Turned Lem into some sort of... mummy!

Well, that's a new one.

Yeah, yeah, but we were ready for it.

Were ya, okay. Wow.

You guys are survivalists.

Here's how you survive.

Give us our weapons back, and get the f*ck out of our way.

[Scampering] LEM: I'm gonna get you!

Oh, why don't you come out, you motherfuckin' piece of sh*t?!

Come on, I'll k*ll you myself!

Probably not the best idea, Kel.

[Scampering stops]

Yeah, that's what I thought.

That's how I know you.

You was at the lockup when

I was tossed in a few years ago!

She's a cop!

So who the f*ck are you guys really, huh?

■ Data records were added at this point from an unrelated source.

//! Job lifecycle states.

use std::fmt;

use serde::Serialize;

/// Non-terminal stage a job can be in (and fail at).
#[derive(Debug, Clone, Copy, PartialEq, Eq, Hash, Serialize)]
#[serde(rename_all = "snake_case")]
pub enum JobStage {
    Created,
    FetchingMaster,
    SelectingVariant,
    FetchingMedia,
    Downloading,
    Assembling,
    Transforming,
}

impl JobStage {
    /// Stable identifier, as used in JSON output.
    #[must_use]
    pub fn as_str(self) -> &'static str {
        match self {
            Self::Created => "created",
            Self::FetchingMaster => "fetching_master",
            Self::SelectingVariant => "selecting_variant",
            Self::FetchingMedia => "fetching_media",
            Self::Downloading => "downloading",
            Self::Assembling => "assembling",
            Self::Transforming => "transforming",
        }
    }
}

impl fmt::Display for JobStage {
    fn fmt(&self, f: &mut fmt::Formatter<'_>) -> fmt::Result {
        f.write_str(match self {
            Self::Created => "preparing the job",
            Self::FetchingMaster => "fetching the playlist",
            Self::SelectingVariant => "selecting a variant",
            Self::FetchingMedia => "fetching the media playlist",
            Self::Downloading => "downloading segments",
            Self::Assembling => "assembling the output",
            Self::Transforming => "transforming the output",
        })
    }
}

/// Where a job is in its lifecycle.
///
/// ```text
/// Created → FetchingMaster → SelectingVariant → FetchingMedia → Downloading
///         → Assembling → [Transforming] → Done | PartiallyDone
/// ```
///
/// A media playlist URL goes straight from `FetchingMaster` to `Downloading`.
/// `Failed` is reachable from every stage; from `Downloading` only through
/// cancellation. `PartiallyDone` is reachable only from `Assembling` and
/// `Transforming`.
#[derive(Debug, Clone, PartialEq, Eq, Serialize)]
#[serde(tag = "state", rename_all = "snake_case")]
pub enum JobState {
    Active { stage: JobStage },
    Done,
    PartiallyDone { missing_indices: Vec<usize> },
    Failed { stage: JobStage, cause: String },
}

impl JobState {
    #[must_use]
    pub fn created() -> Self {
        Self::Active {
            stage: JobStage::Created,
        }
    }

    /// The active stage, if the job has not finished.
    #[must_use]
    pub fn stage(&self) -> Option<JobStage> {
        match self {
            Self::Active { stage } => Some(*stage),
            _ => None,
        }
    }

    #[must_use]
    pub fn is_terminal(&self) -> bool {
        !matches!(self, Self::Active { .. })
    }

    /// Whether the lifecycle allows moving from `self` to `next`.
    #[must_use]
    pub fn can_transition_to(&self, next: &Self) -> bool {
        use JobStage::{
            Assembling, Created, Downloading, FetchingMaster, FetchingMedia, SelectingVariant,
            Transforming,
        };

        let Self::Active { stage: from } = self else {
            return false;
        };

        match next {
            Self::Active { stage: to } => matches!(
                (from, to),
                (Created, FetchingMaster)
                    | (FetchingMaster, SelectingVariant | Downloading)
                    | (SelectingVariant, FetchingMedia)
                    | (FetchingMedia, Downloading)
                    | (Downloading, Assembling)
                    | (Assembling, Transforming)
            ),
            Self::Done | Self::PartiallyDone { .. } => matches!(from, Assembling | Transforming),
            Self::Failed { stage, .. } => stage == from,
        }
    }
}

impl fmt::Display for JobState {
    fn fmt(&self, f: &mut fmt::Formatter<'_>) -> fmt::Result {
        match self {
            Self::Active { stage } => f.write_str(stage.as_str()),
            Self::Done => f.write_str("done"),
            Self::PartiallyDone { missing_indices } => {
                write!(f, "partially done ({} missing)", missing_indices.len())
            }
            Self::Failed { stage, .. } => write!(f, "failed at {}", stage.as_str()),
        }
    }
}

#[cfg(test)]
mod tests {
    use super::*;

    fn active(stage: JobStage) -> JobState {
        JobState::Active { stage }
    }

    fn failed(stage: JobStage) -> JobState {
        JobState::Failed {
            stage,
            cause: "boom".to_string(),
        }
    }

    #[test]
    fn test_linear_path_is_legal() {
        let path = [
            JobStage::Created,
            JobStage::FetchingMaster,
            JobStage::SelectingVariant,
            JobStage::FetchingMedia,
            JobStage::Downloading,
            JobStage::Assembling,
            JobStage::Transforming,
        ];
        for pair in path.windows(2) {
            assert!(
                active(pair[0]).can_transition_to(&active(pair[1])),
                "{} -> {}",
                pair[0],
                pair[1]
            );
        }
        assert!(active(JobStage::Transforming).can_transition_to(&JobState::Done));
        assert!(active(JobStage::Assembling).can_transition_to(&JobState::Done));
    }

    #[test]
    fn test_media_playlist_shortcut() {
        assert!(active(JobStage::FetchingMaster).can_transition_to(&active(JobStage::Downloading)));
    }

    #[test]
    fn test_partial_only_after_assembly() {
        let partial = JobState::PartiallyDone {
            missing_indices: vec![1],
        };
        assert!(active(JobStage::Assembling).can_transition_to(&partial));
        assert!(active(JobStage::Transforming).can_transition_to(&partial));
        assert!(!active(JobStage::Downloading).can_transition_to(&partial));
        assert!(!active(JobStage::FetchingMedia).can_transition_to(&JobState::Done));
    }

    #[test]
    fn test_failed_records_current_stage_only() {
        assert!(active(JobStage::FetchingMaster).can_transition_to(&failed(JobStage::FetchingMaster)));
        assert!(!active(JobStage::FetchingMaster).can_transition_to(&failed(JobStage::Assembling)));
    }

    #[test]
    fn test_terminal_states_are_absorbing() {
        for terminal in [
            JobState::Done,
            JobState::PartiallyDone {
                missing_indices: vec![],
            },
            failed(JobStage::Created),
        ] {
            assert!(terminal.is_terminal());
            assert!(!terminal.can_transition_to(&active(JobStage::FetchingMaster)));
            assert!(!terminal.can_transition_to(&JobState::Done));
        }
    }

    #[test]
    fn test_no_skipping_stages() {
        assert!(!active(JobStage::Created).can_transition_to(&active(JobStage::Downloading)));
        assert!(!active(JobStage::SelectingVariant).can_transition_to(&active(JobStage::Assembling)));
        assert!(!active(JobStage::Assembling).can_transition_to(&active(JobStage::Downloading)));
    }
}
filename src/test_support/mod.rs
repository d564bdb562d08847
//! Helpers shared by unit tests.

pub mod socket_guard;
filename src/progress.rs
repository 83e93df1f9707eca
// src/progress.rs

//! Defines a trait for reporting progress of the resolution steps.
#[cfg(feature = "progress")]
use indicatif::{ProgressBar, ProgressStyle};

/// A trait for reporting progress, abstracting over specific implementations like `indicatif`.
///
/// The resolver calls `set_length` once with the number of requests it will
/// make, then `set_message`/`set_position` around each request.
///
/// # Examples
///
/// ```
/// use geosite_files::progress::ProgressReporter;
/// use std::sync::Mutex;
///
/// // A mock reporter that just stores the last message.
/// struct MockProgress {
///     last_message: Mutex<String>,
/// }
/// impl ProgressReporter for MockProgress {
///     fn set_length(&self, len: u64) {}
///     fn set_position(&self, pos: u64) {}
///     fn set_message(&self, msg: String) {
///         *self.last_message.lock().unwrap() = msg;
///     }
///     fn finish_with_message(&self, msg: String) {
///         *self.last_message.lock().unwrap() = msg;
///     }
///     fn abandon(&self) {}
/// }
///
/// let reporter = MockProgress { last_message: Mutex::new("".to_string()) };
/// reporter.set_message("Fetching branch...".to_string());
/// assert_eq!(*reporter.last_message.lock().unwrap(), "Fetching branch...");
/// ```
pub trait ProgressReporter: Send + Sync {
    /// Sets the total number of steps.
    fn set_length(&self, len: u64);
    /// Sets the number of completed steps.
    fn set_position(&self, pos: u64);
    /// Describes the step currently running.
    fn set_message(&self, msg: String);
    /// Finishes with a final message; the completed bar stays on screen.
    fn finish_with_message(&self, msg: String);
    /// Stops after a failure and removes the bar so the error is printed on a clean line.
    fn abandon(&self);
}

/// An implementation of `ProgressReporter` using the `indicatif` crate.
#[cfg(feature = "progress")]
#[derive(Clone)]
pub struct IndicatifProgress {
    bar: ProgressBar,
}

#[cfg(feature = "progress")]
impl IndicatifProgress {
    /// Creates a new step counter with a spinner.
    pub fn new() -> Self {
        let pb = ProgressBar::new(0);
        pb.set_style(
            ProgressStyle::default_bar()
                .template("{spinner:.green} [{elapsed_precise}] step {pos}/{len} {msg}")
                .unwrap_or_else(|_| ProgressStyle::default_bar()),
        );
        pb.enable_steady_tick(std::time::Duration::from_millis(120));
        Self { bar: pb }
    }
}

#[cfg(feature = "progress")]
impl Default for IndicatifProgress {
    fn default() -> Self {
        Self::new()
    }
}

#[cfg(feature = "progress")]
impl ProgressReporter for IndicatifProgress {
    fn set_length(&self, len: u64) {
        self.bar.set_length(len);
    }

    fn set_position(&self, pos: u64) {
        self.bar.set_position(pos);
    }

    fn set_message(&self, msg: String) {
        self.bar.set_message(msg);
    }

    fn finish_with_message(&self, msg: String) {
        self.bar.finish_with_message(msg);
    }

    fn abandon(&self) {
        self.bar.finish_and_clear();
    }
}
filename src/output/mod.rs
//! Output stage: the printed report and the files written to disk.

pub mod report;
pub mod writer;

pub use report::write_report;
pub use writer::{filter_by_suffix, persist, JsonListing};
// src/config/validation.rs

use super::{ConfigBuilder, OutputFormat};
use crate::constants::SUBSET_FILES;
use crate::errors::{Error, Result};

/// Validates combinations of options that clap cannot express on its own,
/// and that matter when the builder is used directly.
pub(super) fn validate_builder_options(builder: &ConfigBuilder) -> Result<()> {
    if builder.from_url.is_some()
        && (builder.repo_api.is_some() || builder.branch.is_some() || builder.segments.is_some())
    {
        return Err(Error::Config(
            "--from-url cannot be combined with --repo-api, --branch or --path".to_string(),
        ));
    }
    if builder.retries == Some(0) {
        return Err(Error::Config("--retries must be at least 1".to_string()));
    }
    if builder.timeout_secs == Some(0) {
        return Err(Error::Config("--timeout must be at least 1 second".to_string()));
    }
    if let Some(dir) = &builder.output_dir {
        if dir.trim().is_empty() {
            return Err(Error::Config("--output-dir must not be empty".to_string()));
        }
    }
    Ok(())
}

/// Checks that the primary filename is a plain name that will not be
/// overwritten by one of the subset files.
pub(super) fn validate_filename(filename: &str, format: OutputFormat) -> Result<()> {
    if filename.trim().is_empty() {
        return Err(Error::Config("--output must not be empty".to_string()));
    }
    if filename.contains('/') || filename.contains('\\') {
        return Err(Error::Config(format!(
            "--output '{}' must be a file name; use --output-dir for the directory",
            filename
        )));
    }
    if format == OutputFormat::Text {
        if let Some((_, clash)) = SUBSET_FILES.iter().find(|(_, name)| *name == filename) {
            return Err(Error::Config(format!(
                "--output '{}' would be overwritten by the subset file of the same name",
                clash
            )));
        }
    }
    Ok(())
}
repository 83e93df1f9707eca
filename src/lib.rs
//! `geosite-files` is a library and command-line tool that lists every file
//! under a nested directory of one branch of a GitHub repository.
//!
//! GitHub's contents endpoint stops at 1,000 entries per directory. This crate
//! walks the git-tree endpoint instead (branch → root tree → each directory
//! segment) and fetches the final directory with `recursive=1`, which returns
//! the whole subtree in one response.
//!
//! The run is a short, strictly sequential pipeline:
//! 1.  **Resolve**: [`tree::TreeResolver`] turns a [`repo::RepositoryRef`] into a sorted list of file paths.
//! 2.  **Classify**: [`classify::analyze`] tallies extensions, naming categories and providers.
//! 3.  **Persist**: [`output::persist`] writes the list as text (plus suffix subsets) or JSON.
//!
//! # Example: Library Usage
//!
//! ```
//! use geosite_files::classify::analyze;
//! use geosite_files::config::{OutputConfig, OutputFormat};
//! use geosite_files::output::persist;
//! use tempfile::tempdir;
//!
//! // A list as the resolver would return it.
//! let files: Vec<String> = ["category-ads.yaml", "google@cn.list", "misc.mrs"]
//!     .iter()
//!     .map(|s| s.to_string())
//!     .collect();
//!
//! let report = analyze(&files);
//! assert_eq!(report.categories.china, 1);
//!
//! let dir = tempdir().unwrap();
//! let output = OutputConfig {
//!     dir: dir.path().to_path_buf(),
//!     filename: "all.txt".to_string(),
//!     format: OutputFormat::Text,
//! };
//! let written = persist(&files, &output, "example").unwrap();
//! assert_eq!(written.len(), 4);
//! ```

pub mod classify;
pub mod cli;
pub mod config;
pub mod constants;
pub mod errors;
pub mod output;
pub mod progress;
pub mod repo;
pub mod tree;

pub use classify::{analyze, AnalysisReport};
pub use config::{Config, ConfigBuilder, OutputFormat};
pub use errors::{Error, Result};
pub use repo::RepositoryRef;
pub use tree::{GitHubTreeApi, TreeApi, TreeResolver};

use crate::progress::ProgressReporter;
use std::io::Write;
use std::path::PathBuf;
use std::sync::Arc;

/// Everything a completed run produced.
#[derive(Debug, Clone)]
pub struct RunOutcome {
    /// The sorted file list.
    pub files: Vec<String>,
    /// Statistics over `files`.
    pub report: AnalysisReport,
    /// Paths written to disk, primary file first.
    pub written: Vec<PathBuf>,
}

/// Runs the full pipeline against `api`, printing the report to `report_out`.
///
/// Nothing is written to disk unless resolution succeeds.
///
/// # Errors
/// Propagates resolution errors and `Error::FileWrite` from persistence.
pub fn execute(
    config: &Config,
    api: &dyn TreeApi,
    progress: Option<Arc<dyn ProgressReporter>>,
    report_out: &mut dyn Write,
) -> Result<RunOutcome> {
    log::info!(
        "Listing '{}' on branch '{}' of {}",
        config.repository.directory(),
        config.repository.branch,
        config.repository.api_base
    );

    let files = TreeResolver::new(api, config.retry)
        .with_progress(progress)
        .resolve(&config.repository)?;

    let report = classify::analyze(&files);

    let written = output::persist(
        &files,
        &config.output,
        &config.repository.source_label(),
    )?;

    if config.report.enabled {
        // The files are already on disk; a broken stdout should not fail the run.
        let printed = output::write_report(report_out, &report, &files, config.report.preview)
            .and_then(|_| {
                writeln!(report_out)?;
                for path in &written {
                    writeln!(report_out, "Saved: {}", path.display())?;
                }
                report_out.flush()
            });
        if let Err(e) = printed {
            log::warn!("Could not print the report: {}", e);
        }
    }

    Ok(RunOutcome {
        files,
        report,
        written,
    })
}

/// Runs the full pipeline against the GitHub API described by `config`,
/// printing the report to stdout.
///
/// # Errors
/// See [`execute`]; also fails if the HTTP client cannot be built.
pub fn run(config: &Config, progress: Option<Arc<dyn ProgressReporter>>) -> Result<RunOutcome> {
    let api = GitHubTreeApi::new(config.repository.api_base.clone(), config.timeout)?;
    let stdout = std::io::stdout();
    let mut handle = stdout.lock();
    execute(config, &api, progress, &mut handle)
}

#[cfg(test)]
mod tests {
    use super::*;
    use crate::errors::TransportFailure;
    use crate::tree::{ApiResponse, Endpoint};
    use std::fs;
    use tempfile::tempdir;

    /// Serves a fixed meta → geo → geosite layout.
    struct StaticApi {
        branch_status: u16,
        leaf_truncated: bool,
    }

    impl StaticApi {
        fn healthy() -> Self {
            Self {
                branch_status: 200,
                leaf_truncated: false,
            }
        }
    }

    impl TreeApi for StaticApi {
        fn get(&self, endpoint: &Endpoint) -> std::result::Result<ApiResponse, TransportFailure> {
            let (status, body) = match endpoint {
                Endpoint::Branch(_) => (self.branch_status, r#"{"commit":{"sha":"c1"}}"#),
                Endpoint::Tree { sha, .. } if sha == "c1" => {
                    (200, r#"{"tree":[{"path":"geo","type":"tree","sha":"g1"}]}"#)
                }
                Endpoint::Tree { sha, .. } if sha == "g1" => {
                    (200, r#"{"tree":[{"path":"geosite","type":"tree","sha":"s1"}]}"#)
                }
                Endpoint::Tree { .. } if self.leaf_truncated => (
                    200,
                    r#"{"tree":[{"path":"a.yaml","type":"blob","sha":"1"}],"truncated":true}"#,
                ),
                Endpoint::Tree { .. } => (
                    200,
                    r#"{"tree":[
                        {"path":"misc.mrs","type":"blob","sha":"3"},
                        {"path":"google@cn.list","type":"blob","sha":"2"},
                        {"path":"category-ads.yaml","type":"blob","sha":"1"},
                        {"path":"noext","type":"blob","sha":"4"}
                    ]}"#,
                ),
            };
            Ok(ApiResponse {
                status,
                body: body.to_string(),
            })
        }
    }

    #[test]
    fn test_execute_success_writes_and_reports() -> anyhow::Result<()> {
        let temp = tempdir()?;
        let mut config = Config::new_for_test(temp.path());
        config.report.enabled = true;
        config.report.preview = 10;

        let mut out = Vec::new();
        let outcome = execute(&config, &StaticApi::healthy(), None, &mut out)?;

        assert_eq!(
            outcome.files,
            vec!["category-ads.yaml", "google@cn.list", "misc.mrs", "noext"]
        );
        assert_eq!(outcome.report.total, 4);
        assert_eq!(outcome.written.len(), 4);

        let primary = fs::read_to_string(temp.path().join("complete_geosite_files.txt"))?;
        assert_eq!(primary, "category-ads.yaml\ngoogle@cn.list\nmisc.mrs\nnoext\n");

        let printed = String::from_utf8(out)?;
        assert!(printed.contains("Total files: 4"));
        assert!(printed.contains("Saved: "));
        Ok(())
    }

    #[test]
    fn test_execute_branch_404_writes_nothing() -> anyhow::Result<()> {
        let temp = tempdir()?;
        let out_dir = temp.path().join("out");
        let config = Config::new_for_test(&out_dir);

        let api = StaticApi {
            branch_status: 404,
            leaf_truncated: false,
        };
        let mut out = Vec::new();
        let result = execute(&config, &api, None, &mut out);

        assert!(matches!(
            result,
            Err(Error::BranchNotFound { status: 404, .. })
        ));
        assert!(!out_dir.exists());
        assert!(out.is_empty());
        Ok(())
    }

    #[test]
    fn test_execute_without_report_prints_nothing() -> anyhow::Result<()> {
        let temp = tempdir()?;
        let config = Config::new_for_test(temp.path());
        let mut out = Vec::new();
        execute(&config, &StaticApi::healthy(), None, &mut out)?;
        assert!(out.is_empty());
        Ok(())
    }

    #[test]
    fn test_execute_truncated_listing_writes_nothing() -> anyhow::Result<()> {
        let temp = tempdir()?;
        let out_dir = temp.path().join("out");
        let mut config = Config::new_for_test(&out_dir);
        config.report.enabled = true;

        let api = StaticApi {
            branch_status: 200,
            leaf_truncated: true,
        };
        let mut out = Vec::new();
        let result = execute(&config, &api, None, &mut out);

        assert!(matches!(result, Err(Error::TruncatedListing { .. })));
        assert!(!out_dir.exists());
        assert!(out.is_empty());
        Ok(())
    }
}
// src/constants.rs

/// Repository API base used when none is given.
pub const DEFAULT_REPO_API: &str = "https://api.github.com/repos/MetaCubeX/meta-rules-dat";

/// Branch whose tip is listed by default.
pub const DEFAULT_BRANCH: &str = "meta";

/// Directory segments descended from the repository root by default.
pub const DEFAULT_SEGMENTS: &[&str] = &["geo", "geosite"];

/// Directory the output files land in by default.
pub const DEFAULT_OUTPUT_DIR: &str = "geosite_files_output";

/// Primary output filename (text format).
pub const DEFAULT_TEXT_FILENAME: &str = "complete_geosite_files.txt";

/// Primary output filename (JSON format).
pub const DEFAULT_JSON_FILENAME: &str = "complete_geosite_files.json";

/// Suffix subsets written next to the primary file in text mode: (suffix, filename).
pub const SUBSET_FILES: &[(&str, &str)] = &[
    (".yaml", "yaml_files_complete.txt"),
    (".list", "list_files_complete.txt"),
    (".mrs", "mrs_files_complete.txt"),
];

/// Accept header for the GitHub REST API.
pub const GITHUB_ACCEPT: &str = "application/vnd.github.v3+json";

/// Environment variable holding an optional GitHub token.
pub const GITHUB_TOKEN_ENV: &str = "GITHUB_TOKEN";

/// Default number of attempts per request (first try included).
pub const DEFAULT_RETRIES: u32 = 3;

/// Default base delay for exponential backoff, in milliseconds.
pub const DEFAULT_RETRY_DELAY_MS: u64 = 1000;

/// Default per-request timeout, in seconds.
pub const DEFAULT_TIMEOUT_SECS: u64 = 30;

/// Default number of file names echoed after the report.
pub const DEFAULT_PREVIEW: usize = 30;

/// How many providers the report lists.
pub const TOP_PROVIDERS: usize = 20;

/// The contents endpoint stops at this many entries per directory.
pub const CONTENTS_API_LIMIT: usize = 1000;

/// Provider names matched as substrings of each file's base name.
pub const KNOWN_PROVIDERS: &[&str] = &[
    "google",
    "apple",
    "microsoft",
    "amazon",
    "baidu",
    "alibaba",
    "tencent",
    "bytedance",
    "netflix",
    "youtube",
    "facebook",
    "twitter",
    "instagram",
    "telegram",
    "whatsapp",
    "discord",
    "spotify",
    "steam",
    "epic",
    "github",
    "gitlab",
    "docker",
    "kubernetes",
];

[Speaking softly] You the government?

You were the last people to see Lem.

What are you, huh?

Checkin' in to see if your little experiment worked?

What did you do to him? You tell me!

What did you do to Lem?!

Back off.

Man 2: Watch your six! Watch your six!

[eerie music playing] [wind howling]

I would stay away from there if I were you.

No looking for your input, tough guy.

[Insects buzzing]

See?

It's per... [Lem growling]

[Lance screamin]

Lance!

Lance!

No, you m*therf*cker! [Yelling at once]

We need to get the f*ck out of here!

[b*ll*ts whizzing] [Ash yells]

You ain't goin' nowhere.

[Fisher and Ash grunting]

Crosby: Enjoy!

Maybe your old friend Lem will find you down there.


[door slamming, locking]

[Groaning]

Fisher: What was that?

Ash: You know what that was.


There's two more we gotta get!

Let's load up and go!

Let's move it out! [Radio squawking]

[Whispers] sh*t.

Man 3: Yeah!

We got to figure out a way to get them out of there.

[Brakes squealing]

Man 4: Over there! Come on.

I see 'em, I see 'em! Let's move.


sh*t.

Let's go.

Shh, shh, shh, shh.

Whoa, watch it.

Hold on, I'm tryin' somethin' here.


[buzzing]

Hey.

[Ash laughing]

It works!

You think there's another exit door?

Ah, no, but I'll say "yes" just to keep hope alive.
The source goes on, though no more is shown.